Weeping, she takes another sip from the bottle and passes it to me. It's smooth, with hints of cinnamon, vanilla, and clove. Pumpkin pie spice.

I get a headrush and my vision blurs. Pressure sets in. I try to focus on Lorna. This is not the time for a migraine; I have to push through. I have to be here for her, for once. Focus. Focus.

She has a scar on her upper lip.

The bridge of her nose is dappled with sun-kissed freckles.

I run my fingers along the back of my neck, scars long healed.

Her warm gaze holds mine, pools of autumn copper... my favorite color.

My chest tightens, an agony I can't swallow... We sit in silence, holding each other for a temporary eternity. The weight of reality sets in as the haze slowly dissipates.

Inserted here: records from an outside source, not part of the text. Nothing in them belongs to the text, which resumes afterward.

use std::fmt;

use serde::{Deserialize, Deserializer, Serialize, Serializer};
use sha2::{Digest as _, Sha256};

/// A SHA-256 digest. Travels as lowercase hex on every wire format.
#[derive(Clone, Copy, PartialEq, Eq, Hash)]
pub struct Digest([u8; 32]);

impl Digest {
    /// Hash a byte slice.
    pub fn of(bytes: &[u8]) -> Self {
        Digest(Sha256::digest(bytes).into())
    }

    pub fn as_bytes(&self) -> &[u8; 32] {
        &self.0
    }

    pub fn to_hex(&self) -> String {
        hex::encode(self.0)
    }

    pub fn from_hex(s: &str) -> Result<Self, hex::FromHexError> {
        let raw = hex::decode(s)?;
        let arr: [u8; 32] = raw
            .try_into()
            .map_err(|_| hex::FromHexError::InvalidStringLength)?;
        Ok(Digest(arr))
    }
}

/// Aggregate digest of a sorted file tree: a length-framed stream of
/// `(path, bytes)` pairs. No timestamp, provenance, or environment input
/// reaches this hash, which is what makes it usable as a concurrency token.
pub fn tree_digest<'a, I>(pairs: I) -> Digest
where
    I: IntoIterator<Item = (&'a str, &'a [u8])>,
{
    let mut hasher = Sha256::new();
    for (path, bytes) in pairs {
        hasher.update((path.len() as u64).to_le_bytes());
        hasher.update(path.as_bytes());
        hasher.update((bytes.len() as u64).to_le_bytes());
        hasher.update(bytes);
    }
    Digest(hasher.finalize().into())
}

impl fmt::Display for Digest {
    fn fmt(&self, f: &mut fmt::Formatter<'_>) -> fmt::Result {
        f.write_str(&self.to_hex())
    }
}

impl fmt::Debug for Digest {
    fn fmt(&self, f: &mut fmt::Formatter<'_>) -> fmt::Result {
        write!(f, "Digest({})", self.to_hex())
    }
}

impl Serialize for Digest {
    fn serialize<S: Serializer>(&self, serializer: S) -> Result<S::Ok, S::Error> {
        serializer.serialize_str(&self.to_hex())
    }
}

impl<'de> Deserialize<'de> for Digest {
    fn deserialize<D: Deserializer<'de>>(deserializer: D) -> Result<Self, D::Error> {
        let s = String::deserialize(deserializer)?;
        Digest::from_hex(&s).map_err(serde::de::Error::custom)
    }
}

It was unseasonably cool that October day. She packed my favorite orange hoodie with her wedding dress. She looked ridiculous roasting marshmallows over a campfire in a ball gown, hoodie, and boots. But she was happy, we were happy. It was perfect.

"Bottled October." I pass the bottle back. "How could I forget?"

Lorna chokes out a broken chuckle. I would do anything just to hear her laugh. How I wish I could preserve her smile, bathe in her joy forever. I try to replay every snort and giggle... But they feel just out of reach.

"This won't last... will it?"

But I know the answer, I know this moment. Her hands in mine, this is where it always breaks. Sometimes... memories are the worst form of torture.

"Wesley... my love." Lorna softly kisses my forehead.

"You return like autumn, and I fall every time."